## DATA SHOWN:
//! Decision prompt assembly.

use std::fmt::Write;

use history::ExecutionHistory;

use crate::operator::INTERACTION_CATALOG;

const RESPONSE_FORMATS: &str = r#"Respond with exactly one JSON object in one of these shapes.

Function call:
{"llm_response_type": "function_call", "function": {"name": "add", "parameters": {"a": 1, "b": 2}, "reasoning_tag": "ARITHMETIC", "reasoning": "Adding two numbers"}}

User interaction:
{"llm_response_type": "user_interaction", "function": {"name": "escalate", "parameters": {"question": "Is the length in centimeters or inches?", "context": "No units were given"}, "reasoning_tag": "UNCERTAINTY", "reasoning": "Units change the answer", "confidence": "low"}}

Final answer:
{"llm_response_type": "final_answer", "result": "42", "summary": "Completed all calculations"}"#;

const PLAN_FORMAT: &str = r#"Plan:
{"llm_response_type": "plan", "steps": [{"step_number": 1, "description": "Add the numbers", "reasoning": "The query asks for a sum", "expected_tool": "add"}]}"#;

const RULES: &str = "\
Rules:
- Reply with the JSON object only. No explanations, no extra text.
- llm_response_type must be one of the shapes above. Never put a tool name there.
- Use the tool name exactly as listed, without parentheses.
- One function call per response.
- Never repeat a function call with the same parameters.
- When a tool returns several values, account for all of them.
- Give the final answer only once every step needed to answer the query is done.
- Use user_interaction, not function_call, for the interaction tools.";

/// Everything the model sees when choosing its next step.
pub struct Prompt<'a> {
    pub query: &'a str,
    pub facts: &'a [String],
    pub history: &'a ExecutionHistory,
    pub catalog: &'a str,
    pub feedback: Option<&'a str>,
    /// Ask for a plan before any tool call.
    pub require_plan: bool,
}

impl Prompt<'_> {
    pub fn render(&self) -> String {
        let mut out = String::new();
        let _ = writeln!(out, "USER QUERY: {}\n", self.query);

        if !self.facts.is_empty() {
            out.push_str("KNOWN FACTS:\n");
            for fact in self.facts {
                let _ = writeln!(out, "- {fact}");
            }
            out.push('\n');
        }

        let _ = writeln!(out, "AVAILABLE TOOLS:\n{}\n", self.catalog);
        let _ = writeln!(out, "USER INTERACTION TOOLS:\n{INTERACTION_CATALOG}\n");

        match self.history.plan() {
            Some(steps) => {
                out.push_str("ACCEPTED PLAN:\n");
                for step in steps {
                    let _ = write!(out, "{}. {}", step.step_number, step.description);
                    if let Some(tool) = &step.expected_tool {
                        let _ = write!(out, " (tool: {tool})");
                    }
                    out.push('\n');
                }
                out.push('\n');
            }
            None if self.require_plan => {
                out.push_str(
                    "No plan has been accepted yet. Your next response must be a plan.\n\n",
                );
            }
            None => {}
        }

        let _ = writeln!(out, "STEPS SO FAR:\n{}\n", self.history.replay());

        if let Some(feedback) = self.feedback {
            let _ = writeln!(
                out,
                "USER FEEDBACK ON YOUR LAST PROPOSAL:\n{feedback}\nRevise your next step accordingly.\n"
            );
        }

        out.push_str(RESPONSE_FORMATS);
        out.push_str("\n\n");
        if self.require_plan {
            out.push_str(PLAN_FORMAT);
            out.push_str("\n\n");
        }
        out.push_str(RULES);
        let _ = write!(out, "\n\nWhat is the next step for: {}", self.query);
        out
    }
}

## EXERCISE DIRECTIONS:
The lines holding the word "parameters" are the answer. Find them in the entries and copy them.

## ANSWER BOX:
{"llm_response_type": "function_call", "function": {"name": "add", "parameters": {"a": 1, "b": 2}, "reasoning_tag": "ARITHMETIC", "reasoning": "Adding two numbers"}}
{"llm_response_type": "user_interaction", "function": {"name": "escalate", "parameters": {"question": "Is the length in centimeters or inches?", "context": "No units were given"}, "reasoning_tag": "UNCERTAINTY", "reasoning": "Units change the answer", "confidence": "low"}}
- Never repeat a function call with the same parameters.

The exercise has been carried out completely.